With the U.S. Department of Defense (DoD) increasingly focused on preparing for warfare against peer and near-peer threats, it’s paramount that the military be prepared to face sophisticated electronic warfare capabilities. That includes training warfighters on how to find, identify, and respond to electronic warfare.
Identifying and Responding to the Threat
As I alluded to in my last article, one of the most challenging parts of electronic warfare is that the attacks are invisible to the eye. This has led to many warfighters staring at their equipment and weapons, thinking they’re broken, and pondering how and where they can get them exchanged or repaired. They don’t even know an attack is happening; they assume it’s an equipment failure.
Understanding the challenge of electronic warfare for their warfighters, each of the services comprising the U.S. military has embraced its own electronic warfare training curriculum.
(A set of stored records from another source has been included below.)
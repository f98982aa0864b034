// src/export/mod.rs

mod fs_utils;
mod json_csv;
mod load;

pub use fs_utils::ensure_writable;
pub use load::load_columns;

use crate::errors::{AppError, AppResult};
use crate::table::ColumnMap;
use crate::ui::messages::success;
use clap::ValueEnum;
use serde::{Deserialize, Serialize};
use std::path::Path;

/// Shared completion message for every writer.
pub(crate) fn notify_export_success(label: &str, path: &Path) {
    success(format!("{label} export completed: {}", path.display()));
}

/// Column file formats, both for reading and writing.
#[derive(Clone, Copy, Debug, PartialEq, Eq, ValueEnum, Serialize, Deserialize)]
#[serde(rename_all = "lowercase")]
pub enum ColumnFormat {
    Json,
    Yaml,
    Csv,
}

impl ColumnFormat {
    pub fn as_str(&self) -> &'static str {
        match self {
            ColumnFormat::Json => "json",
            ColumnFormat::Yaml => "yaml",
            ColumnFormat::Csv => "csv",
        }
    }

    /// Guess the format from the file extension.
    pub fn from_path(path: &Path) -> AppResult<Self> {
        let ext = path
            .extension()
            .map(|e| e.to_string_lossy().to_ascii_lowercase())
            .unwrap_or_default();

        match ext.as_str() {
            "json" => Ok(ColumnFormat::Json),
            "yaml" | "yml" => Ok(ColumnFormat::Yaml),
            "csv" => Ok(ColumnFormat::Csv),
            _ => Err(AppError::UnsupportedFormat(path.display().to_string())),
        }
    }

    /// Format to write `path` in.
    ///
    /// A recognised extension decides, and an explicit `requested` format
    /// must agree with it. Unknown extensions take `requested`, then `fallback`.
    pub fn for_output(
        path: &Path,
        requested: Option<ColumnFormat>,
        fallback: ColumnFormat,
    ) -> AppResult<Self> {
        match (Self::from_path(path).ok(), requested) {
            (Some(ext), Some(req)) if ext != req => Err(AppError::FormatMismatch {
                requested: req.as_str().to_string(),
                path: path.display().to_string(),
            }),
            (Some(ext), _) => Ok(ext),
            (None, Some(req)) => Ok(req),
            (None, None) => Ok(fallback),
        }
    }
}

/// Write `columns` to `path` in `format`, overwriting any existing file.
pub fn write_columns(path: &Path, columns: &ColumnMap, format: ColumnFormat) -> AppResult<()> {
    match format {
        ColumnFormat::Json => json_csv::export_json(columns, path),
        ColumnFormat::Yaml => json_csv::export_yaml(columns, path),
        ColumnFormat::Csv => json_csv::export_csv(columns, path),
    }
}
use crate::errors::{AppError, AppResult};
use crate::export::ColumnFormat;
use crate::table::Style;
use crate::ui::messages::success;
use serde::{Deserialize, Serialize};
use std::env;
use std::fs;
use std::path::{Path, PathBuf};

#[derive(Debug, Clone, PartialEq, Eq, Serialize, Deserialize)]
pub struct Config {
    #[serde(default = "default_borders")]
    pub borders: bool,
    #[serde(default)]
    pub row_separators: bool,
    #[serde(default)]
    pub column_separators: bool,
    #[serde(default = "default_format")]
    pub default_format: ColumnFormat,
}

fn default_borders() -> bool {
    true
}
fn default_format() -> ColumnFormat {
    ColumnFormat::Json
}

impl Default for Config {
    fn default() -> Self {
        Self {
            borders: default_borders(),
            row_separators: false,
            column_separators: false,
            default_format: default_format(),
        }
    }
}

impl Config {
    /// Return the standard configuration directory depending on the platform
    pub fn config_dir() -> PathBuf {
        if cfg!(target_os = "windows") {
            let appdata = env::var("APPDATA").unwrap_or_else(|_| ".".to_string());
            PathBuf::from(appdata).join("tablat")
        } else {
            let home = env::var("HOME").unwrap_or_else(|_| ".".to_string());
            PathBuf::from(home).join(".tablat")
        }
    }

    /// Return the full path of the config file
    pub fn config_file() -> PathBuf {
        Self::config_dir().join("tablat.conf")
    }

    /// Load `path`, or defaults if it does not exist.
    /// Fields missing from the file take their default value.
    pub fn load_from(path: &Path) -> AppResult<Self> {
        if !path.exists() {
            return Ok(Self::default());
        }

        let content = fs::read_to_string(path)?;
        serde_yaml::from_str(&content)
            .map_err(|e| AppError::Config(format!("{}: {e}", path.display())))
    }

    /// Write a default config file at `path`, creating parent directories.
    pub fn init(path: &Path) -> AppResult<()> {
        if let Some(dir) = path.parent() {
            fs::create_dir_all(dir)?;
        }

        let yaml = serde_yaml::to_string(&Self::default())?;
        fs::write(path, yaml)?;
        success(format!("Config file: {}", path.display()));
        Ok(())
    }

    /// Table style described by this config.
    pub fn style(&self) -> Style {
        Style::new(self.borders, self.row_separators, self.column_separators)
    }
}
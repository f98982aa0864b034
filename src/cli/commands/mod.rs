pub mod config;
pub mod convert;
pub mod show;
#![allow(dead_code)]
use assert_cmd::{Command, cargo_bin_cmd};
use std::env;
use std::fs;
use std::path::PathBuf;
use tablat::Table;

pub fn tablat() -> Command {
    cargo_bin_cmd!("tablat")
}

/// Unique scratch path inside the system temp dir; any existing file is removed
pub fn temp_path(name: &str, ext: &str) -> PathBuf {
    let mut path: PathBuf = env::temp_dir();
    path.push(format!("{}_tablat.{}", name, ext));
    fs::remove_file(&path).ok();
    path
}

/// Write `contents` to a fresh scratch file and return its path
pub fn temp_file(name: &str, ext: &str, contents: &str) -> PathBuf {
    let path = temp_path(name, ext);
    fs::write(&path, contents).expect("write scratch file");
    path
}

/// Path of a config file that does not exist, so defaults are used
pub fn no_config(name: &str) -> String {
    temp_path(&format!("{name}_noconf"), "conf")
        .to_string_lossy()
        .to_string()
}

/// Headers A, BB, CCC with two rows: 1 22 333 / 4 5 6
pub fn abc_table() -> Table {
    Table::new(["A", "BB", "CCC"], [1, 22, 333, 4, 5, 6], None)
}

pub const SAMPLE_JSON: &str = r#"{
    "name": ["alpha", "beta", "gamma"],
    "size": [1, 22, 333],
    "ok": [true, false, null]
}"#;
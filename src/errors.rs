//! Unified application error type.
//! All modules (table, export, config, cli) return AppError to keep the error
//! handling consistent and easy to manage.

use std::io;
use thiserror::Error;

#[derive(Error, Debug)]
pub enum AppError {
    // ---------------------------
    // IO
    // ---------------------------
    #[error("I/O error: {0}")]
    Io(#[from] io::Error),

    // ---------------------------
    // Parsing errors
    // ---------------------------
    #[error("JSON error: {0}")]
    Json(#[from] serde_json::Error),

    #[error("YAML error: {0}")]
    Yaml(#[from] serde_yaml::Error),

    #[error("{0}")]
    Csv(#[from] csv::Error),

    #[error("Unsupported file format: {0}")]
    UnsupportedFormat(String),

    #[error("--format {requested} does not match output file {path}")]
    FormatMismatch { requested: String, path: String },

    // ---------------------------
    // Table errors
    // ---------------------------
    #[error("Invalid alignment value: '{0}' (expected left, right or center)")]
    InvalidAlignment(String),

    #[error("Column index {index} out of range (table has {columns} columns)")]
    ColumnOutOfRange { index: usize, columns: usize },

    #[error("Visibility mask has {found} entries, expected {expected}")]
    MaskMismatch { expected: usize, found: usize },

    // ---------------------------
    // Config errors
    // ---------------------------
    #[error("Configuration error: {0}")]
    Config(String),
}

pub type AppResult<T> = Result<T, AppError>;
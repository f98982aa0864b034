//! Formatting utilities used for table cells and CLI output.

use unicode_width::UnicodeWidthStr;

/// Printable width of `s` in terminal columns.
pub fn display_width(s: &str) -> usize {
    UnicodeWidthStr::width(s)
}

pub fn bold(s: &str) -> String {
    format!("\x1b[1m{}\x1b[0m", s)
}

/// `{:<width$}` counts chars, not terminal columns, so padding is computed by hand.
pub fn pad_right(s: &str, width: usize) -> String {
    let fill = width.saturating_sub(display_width(s));
    format!("{}{}", s, " ".repeat(fill))
}

pub fn pad_left(s: &str, width: usize) -> String {
    let fill = width.saturating_sub(display_width(s));
    format!("{}{}", " ".repeat(fill), s)
}

/// Odd leftover space goes to the right.
pub fn pad_center(s: &str, width: usize) -> String {
    let fill = width.saturating_sub(display_width(s));
    let left = fill / 2;
    format!("{}{}{}", " ".repeat(left), s, " ".repeat(fill - left))
}
use crate::export::ColumnFormat;
use clap::{Parser, Subcommand};

/// Command-line interface definition for tablat
/// Print column files (JSON, YAML, CSV) as aligned text tables
#[derive(Parser)]
#[command(
    name = "tablat",
    version = env!("CARGO_PKG_VERSION"),
    about = "Print column files as aligned, optionally bordered text tables",
    long_about = None
)]
pub struct Cli {
    /// Override the configuration file path
    #[arg(global = true, long = "config", value_name = "FILE")]
    pub config: Option<String>,

    #[command(subcommand)]
    pub command: Commands,
}

#[derive(Subcommand)]
pub enum Commands {
    /// Print a column file as a table
    Show {
        /// Column file (.json, .yaml/.yml, .csv)
        file: String,

        #[arg(
            long = "show",
            value_delimiter = ',',
            help = "Only print these column indexes (takes priority over --hide)"
        )]
        show: Vec<usize>,

        #[arg(long = "hide", value_delimiter = ',', help = "Do not print these column indexes")]
        hide: Vec<usize>,

        #[arg(long = "no-borders", help = "Do not draw the outer frame")]
        no_borders: bool,

        #[arg(long = "row-sep", help = "Draw a line after every row")]
        row_sep: bool,

        #[arg(long = "col-sep", help = "Draw a vertical rule between columns")]
        col_sep: bool,

        #[arg(
            long = "align",
            value_delimiter = ',',
            help = "Column alignments, e.g. l,r,c (left, right, center)"
        )]
        align: Vec<String>,
    },

    /// Convert a column file to another format
    Convert {
        /// Column file (.json, .yaml/.yml, .csv)
        file: String,

        #[arg(
            long,
            value_enum,
            help = "Output format (default: from the --out extension, then from config)"
        )]
        format: Option<ColumnFormat>,

        #[arg(long = "out", value_name = "FILE")]
        out: String,

        #[arg(long, short = 'f', help = "Overwrite the output file without asking")]
        force: bool,
    },

    /// Manage the configuration file
    Config {
        #[arg(long = "print", help = "Print the current configuration")]
        print_config: bool,

        #[arg(long = "init", help = "Write a default configuration file")]
        init: bool,
    },
}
For example, the Navy has embraced onboard electronic warfare training capabilities for deployed sailors that train them on how to spot, understand, and respond to electronic warfare threats in a simulated environment. This simulated environment allows them to recreate electronic warfare scenarios for training and prepares them to be persistent and effective in fighting the electronic warfare threat.
The Marine Corps and the U.S. Army have taken similar, although different approaches – standing up their own dedicated electronic warfare branches that are tied to their cyber and space domain capabilities. These organizations have been tasked with building electronic warfare capabilities out on the edge that are able to identify, harden, and attack. These capabilities could also take electronic warfare data and push it back to the warfighter for use in operations.
These organizations have also developed simulated training capabilities for the warfighter. These simulations are from the warfighter’s perspective, and are capable of injecting electronic warfare activities into every training mission and simulation that the warfighter participates in. This is particularly effective since it is impossible to predict an operation or mission that the military will undertake that will be devoid or immune from electronic warfare.
These simulated training environments and emulators create particular threat environments that include dynamic and diverse electronic warfare capabilities. This illustrates to the warfighter exactly how their weapons and communications systems will operate in environments with heavy electronic warfare activities and tasks them with accomplishing their mission while under duress from signal interference or denial.
While all of these simulation and training environments are useful and effective, there is one challenge they all have – they’re all siloed, independent solutions owned by each individual service. And there will never be a mission in the future that is fought by one service or by one nation – the missions of the future will be fought by the joint force, most likely with the assistance of allied nations.
Bringing it Together
While individually training the disparate services to identify and overcome electronic warfare is effective, it’s not indicative of how the modern military will fight. In the future, each of the services will be fighting together across multiple domains and potentially with warfighters from other nations. Therefore, it’s essential that the military think more broadly and begin electronic warfare training and simulation at the COCOM level – not the individual service level.
By leveraging what the independent services have done, the COCOMS can work to create smarter, more capable training solutions that can be tailored to their particular mission set and requirements. For example, INDOPACOM may have unique requirements based on the multi-domain nature of that particular AOR and the incredibly sophisticated nature of the adversaries in that region.
Any training done using these simulated environments and training solutions at the COCOM level would also function to further the counter-electronic warfare capabilities of the individual services. The skills and abilities learned during COCOM training exercises would “trickle down” to the services involved.
But it’s not enough to simply design and deploy a training solution for each COCOM. That training solution needs the ability to generate its own valuable data that can be used to refine and improve training missions. And it needs the ability to be constantly updated and upgraded with new attacks and weapons systems since the adversary is constantly improving and evolving.
The electronic warfare capabilities that we’ve seen on display in Ukraine are proof that training our warfighters to identify and defeat these attacks will be essential for mission success in the future. To do so, comprehensive electronic warfare training is necessary. But that training can’t happen in silos. It needs to happen between the joint force at the COCOM level. And it needs to be constantly evolved, adapted and changed to ensure it reflects the constantly improving and increasingly sophisticated threat our warfighters will face.